Now how does the media deal with the report? With critically minded reporting treatment the wider issues, problems with the report and indeed the source itself? Or how about:
In a front page piece of entitled ‘Houses 50,000 below their true value – bank’ the report is treated by the Irish Independent without any critique and indeed as uncritical as the report itself is of orthodox economics the Independent’s treatment seems to pick an even more optimistic tone. While leaving out much of the report dealing with the crash itself the Indo tells us that:
But the new research suggests that house prices could begin rising again if the banks begin lending, or new lenders come into the market.
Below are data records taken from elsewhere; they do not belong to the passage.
//! The four request pipelines. Each is a single sequential flow: per-item
//! failures inside a loop are logged and skipped; only setup-phase failures
//! abort the request.

use std::time::Duration;

use anyhow::{Context, Result};
use chrono::Utc;
use serde_json::Value;
use tokio::time::sleep;
use tracing::{info, warn};

use scout_ai::IssueAnalysis;
use scout_core::ExperienceLevel;
use scout_github::{Issue, IssueState};
use scout_lark::{
    build_daily_digest_card, build_issue_card, build_plan_card, DigestProject,
    DigestRecommendation,
};

use crate::api::{
    AnalyzeIssueRequest, AnalyzeIssueResponse, DailyMonitorRequest, DailyMonitorResponse,
    FindBeginnerIssuesRequest, FindBeginnerIssuesResponse, IssueRecommendation,
    ProjectSearchResult, SearchProjectsRequest, SearchProjectsResponse,
};
use crate::context::AppContext;

/// How many listed issues each discovery request analyzes.
const DISCOVERY_ANALYSIS_PREFIX: usize = 5;
/// Cap on recommendations returned by a discovery request.
const DISCOVERY_RESULT_CAP: usize = 10;
/// Cap on recommendations carried by one digest card.
const DIGEST_RECOMMENDATION_CAP: usize = 5;
/// How many matched catalog projects a search request analyzes.
const SEARCH_PROJECT_PREFIX: usize = 5;
/// How many catalog projects the daily sweep visits.
const MONITOR_PROJECT_PREFIX: usize = 10;
/// How many issues per project the daily sweep analyzes.
const MONITOR_ISSUE_PREFIX: usize = 3;

fn timestamp() -> String {
    Utc::now().to_rfc3339()
}

/// Labels used to list beginner-friendly issues for a repository: the
/// catalog entry's configured labels when the repository is cataloged,
/// otherwise the conventional default.
fn beginner_labels(context: &AppContext, owner: &str, repo: &str) -> Vec<String> {
    context
        .catalog
        .projects
        .iter()
        .find(|project| {
            project.owner.eq_ignore_ascii_case(owner)
                && project.repo_name().eq_ignore_ascii_case(repo)
        })
        .map(|project| project.good_first_issue_labels.clone())
        .unwrap_or_else(|| vec!["good first issue".to_string()])
}

fn breakdown_summary(analysis: &IssueAnalysis) -> String {
    analysis
        .technical_breakdown
        .iter()
        .map(|(key, value)| match value {
            Value::String(text) => format!("{key}: {text}"),
            other => format!("{key}: {other}"),
        })
        .collect::<Vec<_>>()
        .join("; ")
}

fn digest_recommendation(issue: &Issue, analysis: &IssueAnalysis) -> DigestRecommendation {
    DigestRecommendation {
        title: issue.title.clone(),
        url: issue.html_url.clone(),
        difficulty: analysis.difficulty_level.as_str().to_string(),
        estimated_time: analysis.estimated_time.clone(),
        required_skills: analysis.required_skills.clone(),
        solution_approach: analysis.solution_approach.clone(),
        technical_breakdown: breakdown_summary(analysis),
    }
}

/// Delivers a digest card to the configured user via the messaging API, or
/// to the webhook when no user is configured.
async fn deliver_digest(context: &AppContext, card: &Value) {
    let delivered = match &context.user_recipient {
        Some(recipient) => context.notifier.send_card_to_user(recipient, card).await,
        None => context.notifier.send_webhook_card(card).await,
    };
    if !delivered {
        warn!("digest delivery failed");
    }
}

/// Single-issue analysis: fetch the issue and project docs, analyze, build a
/// plan when the caller supplied skills, and push cards out.
pub async fn analyze_issue(
    context: &AppContext,
    request: AnalyzeIssueRequest,
) -> Result<AnalyzeIssueResponse> {
    let issue = context
        .issues
        .issue_details(&request.owner, &request.repo, request.issue_number)
        .await
        .with_context(|| {
            format!(
                "failed to fetch issue {}/{}#{}",
                request.owner, request.repo, request.issue_number
            )
        })?;

    let readme = context.issues.readme(&request.owner, &request.repo).await;
    let contributing = context
        .issues
        .contributing_guide(&request.owner, &request.repo)
        .await;

    let outcome = context
        .analyzer
        .analyze_issue(&issue, &readme, &contributing)
        .await;
    if outcome.is_fallback() {
        info!(issue = issue.number, "analysis degraded to the default record");
    }
    let analysis = outcome.into_record();

    let contribution_plan = if request.user_skills.is_empty() {
        None
    } else {
        Some(
            context
                .analyzer
                .generate_plan(&issue, &analysis, &request.user_skills)
                .await,
        )
    };

    let slug = format!("{}/{}", request.owner, request.repo);
    let card = build_issue_card(&slug, &issue, &analysis);
    if !context.notifier.send_webhook_card(&card).await {
        warn!(%slug, issue = issue.number, "issue card delivery failed");
    }

    if let (Some(plan), Some(recipient)) = (&contribution_plan, &context.user_recipient) {
        let plan_card = build_plan_card(&issue, plan);
        if !context.notifier.send_card_to_user(recipient, &plan_card).await {
            warn!(recipient = recipient.id(), "plan card delivery failed");
        }
    }

    Ok(AnalyzeIssueResponse {
        issue,
        analysis,
        contribution_plan,
        timestamp: timestamp(),
    })
}

/// Beginner-issue discovery for one repository: labeled open issues (with a
/// fallback to the unfiltered open listing), a bounded analysis prefix, and
/// results sorted by ascending complexity.
pub async fn find_beginner_issues(
    context: &AppContext,
    request: FindBeginnerIssuesRequest,
) -> Result<FindBeginnerIssuesResponse> {
    let repository = context
        .issues
        .repository_info(&request.owner, &request.repo)
        .await
        .with_context(|| format!("failed to fetch repository {}/{}", request.owner, request.repo))?;

    let labels = beginner_labels(context, &request.owner, &request.repo);
    let mut issues = context
        .issues
        .list_issues(&request.owner, &request.repo, IssueState::Open, &labels)
        .await;
    if issues.is_empty() {
        info!(
            project = %repository.full_name,
            "no labeled issues; falling back to the unfiltered open listing"
        );
        issues = context
            .issues
            .list_issues(&request.owner, &request.repo, IssueState::Open, &[])
            .await;
    }
    let total_issues_found = issues.len();

    let readme = context.issues.readme(&request.owner, &request.repo).await;
    let contributing = context
        .issues
        .contributing_guide(&request.owner, &request.repo)
        .await;

    let mut recommendations = Vec::new();
    for issue in issues.iter().take(DISCOVERY_ANALYSIS_PREFIX) {
        let analysis = context
            .analyzer
            .analyze_issue(issue, &readme, &contributing)
            .await
            .into_record();
        if analysis.difficulty_level.is_approachable() {
            recommendations.push(IssueRecommendation {
                issue: issue.clone(),
                analysis,
            });
        }
    }

    recommendations.sort_by(|left, right| {
        left.analysis
            .complexity_score
            .total_cmp(&right.analysis.complexity_score)
    });

    if request.send_notification {
        let digest_entries: Vec<DigestRecommendation> = recommendations
            .iter()
            .take(DIGEST_RECOMMENDATION_CAP)
            .map(|recommendation| {
                digest_recommendation(&recommendation.issue, &recommendation.analysis)
            })
            .collect();
        let digest_project = DigestProject {
            name: repository.name.clone(),
            owner: request.owner.clone(),
            repo: request.repo.clone(),
        };
        let card =
            build_daily_digest_card(&[digest_project], total_issues_found, &digest_entries);
        deliver_digest(context, &card).await;
    }

    let recommended_issues = recommendations.len();
    recommendations.truncate(DISCOVERY_RESULT_CAP);

    Ok(FindBeginnerIssuesResponse {
        project: repository.full_name,
        total_issues_found,
        recommended_issues,
        issues: recommendations,
        timestamp: timestamp(),
    })
}

/// Keyword/experience search across the configured catalog, analyzing a
/// bounded prefix of the matches with a pacing delay between projects.
pub async fn search_projects(
    context: &AppContext,
    request: SearchProjectsRequest,
) -> Result<SearchProjectsResponse> {
    let Some(experience) = ExperienceLevel::parse(&request.experience_level) else {
        warn!(
            level = %request.experience_level,
            "unknown experience level matches no projects"
        );
        return Ok(SearchProjectsResponse {
            total_projects_found: 0,
            analyzed_projects: 0,
            projects: Vec::new(),
            timestamp: timestamp(),
        });
    };
    let matched: Vec<_> = context
        .catalog
        .filter(&request.keywords, experience)
        .into_iter()
        .cloned()
        .collect();
    let total_projects_found = matched.len();

    let mut projects = Vec::new();
    for (index, project) in matched.iter().take(SEARCH_PROJECT_PREFIX).enumerate() {
        if index > 0 {
            sleep(Duration::from_millis(context.pacing.search_delay_ms)).await;
        }

        let repository = match context
            .issues
            .repository_info(&project.owner, project.repo_name())
            .await
        {
            Ok(repository) => repository,
            Err(error) => {
                warn!(project = %project.name, %error, "skipping project after repository fetch failure");
                continue;
            }
        };

        let issues = context
            .issues
            .list_issues(
                &project.owner,
                project.repo_name(),
                IssueState::Open,
                &project.good_first_issue_labels,
            )
            .await;

        let sample_len = issues.len().min(request.max_issues);
        let analysis = context
            .analyzer
            .analyze_project(&repository, &issues[..sample_len])
            .await
            .into_record();

        projects.push(ProjectSearchResult {
            name: project.name.clone(),
            category: project.category.clone(),
            repository,
            open_beginner_issues: issues.len(),
            analysis,
        });
    }

    Ok(SearchProjectsResponse {
        total_projects_found,
        analyzed_projects: projects.len(),
        projects,
        timestamp: timestamp(),
    })
}

/// Daily sweep over the catalog: bounded project and per-project issue
/// prefixes, then one digest card to the configured user.
pub async fn daily_monitor(
    context: &AppContext,
    _request: DailyMonitorRequest,
) -> Result<DailyMonitorResponse> {
    let mut digest_projects = Vec::new();
    let mut recommendations = Vec::new();
    let mut total_issues_found = 0usize;

    for (index, project) in context
        .catalog
        .projects
        .iter()
        .take(MONITOR_PROJECT_PREFIX)
        .enumerate()
    {
        if index > 0 {
            sleep(Duration::from_millis(context.pacing.monitor_delay_ms)).await;
        }

        digest_projects.push(DigestProject {
            name: project.name.clone(),
            owner: project.owner.clone(),
            repo: project.repo_name().to_string(),
        });

        let issues = context
            .issues
            .list_issues(
                &project.owner,
                project.repo_name(),
                IssueState::Open,
                &project.good_first_issue_labels,
            )
            .await;
        total_issues_found += issues.len();
        if issues.is_empty() {
            continue;
        }

        let readme = context
            .issues
            .readme(&project.owner, project.repo_name())
            .await;
        for issue in issues.iter().take(MONITOR_ISSUE_PREFIX) {
            let analysis = context
                .analyzer
                .analyze_issue(issue, &readme, "")
                .await
                .into_record();
            if analysis.difficulty_level.is_approachable() {
                recommendations.push(digest_recommendation(issue, &analysis));
            }
        }
    }

    let card = build_daily_digest_card(&digest_projects, total_issues_found, &recommendations);
    deliver_digest(context, &card).await;

    Ok(DailyMonitorResponse {
        monitored_projects: digest_projects.len(),
        total_issues_found,
        recommendations_found: recommendations.len(),
        timestamp: timestamp(),
    })
}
Inherent in this is the assumption that house price rises are a good thing which of course no suprise as the Irish media see housing through a market orientated frame, that is that the primary role of housing is as a commodity to be bought, sold and speculated on rather than actually house people. Beyond this of course is the solution that ‘all we need is a few banks to lend and or some new entrants into the lending market.’ Now is it just me or are we not in the grips of the bursting of a massive international credit bubble, and such simple market orientated solutions may not exist. The article continues to tell us that:
…the report warns that the “logical” price of a house will only be realised again when buyers regain their confidence, and banks have the money to be able to lend again.
Again this is the idealistic framing of confidence being the problem, rather than the materialist framing of half a million people being unemployed and those in work having suffered vicious pay cuts alongside the austerity measures taking billions out of the economy. Though at least they seem to acknowledge that the banks may have a slight material problem of being stone cold broke. This is coherent with the market framing as again confidence is most important for housing speculation rather than those who buy or rent a house as somewhere to live. Banks we are told:
…are only giving out about 10pc of the mortgages compared with the height of the boom. They are struggling to find the balance between beginning to give out more mortgages and not being seen as lending recklessly again. They are also coming to terms with a massive lack of funds.
And when considering who might be the expert to call on to discuss this, let’s see we have an excellent group of Geographers in NUIM who have written numerous reports on the housing collapse, some of their work can be seen on the life after NAMA blog. Or on the other hand why don’t we ask a stock broker?
Analyst Brian Devine of NCB Stockbrokers said the report was right to emphasise that Ireland’s rising population and relatively young population would lead to a stabilisation in prices.
So there you have it, the fundamentals are sound.
What neither the original report or the Irish Independent’s treatment consider is the tens of thousands of empty houses nor the tens of thousands of people on the housing lists. Nor indeed that there may be a fundamental problem with leaving housing to an unregulated market, or indeed a market at all. This is because in the market framing of housing it is the market that is key rather than social need. RTE in a similar frame states Irish property prices have overcorrected – Central Bank while the Irish Times in its uncritical treatment of the report declares house prices undervalued by 26% says bank. The media treatment of this report showing little change to media reportage or treatment five years into the property crash.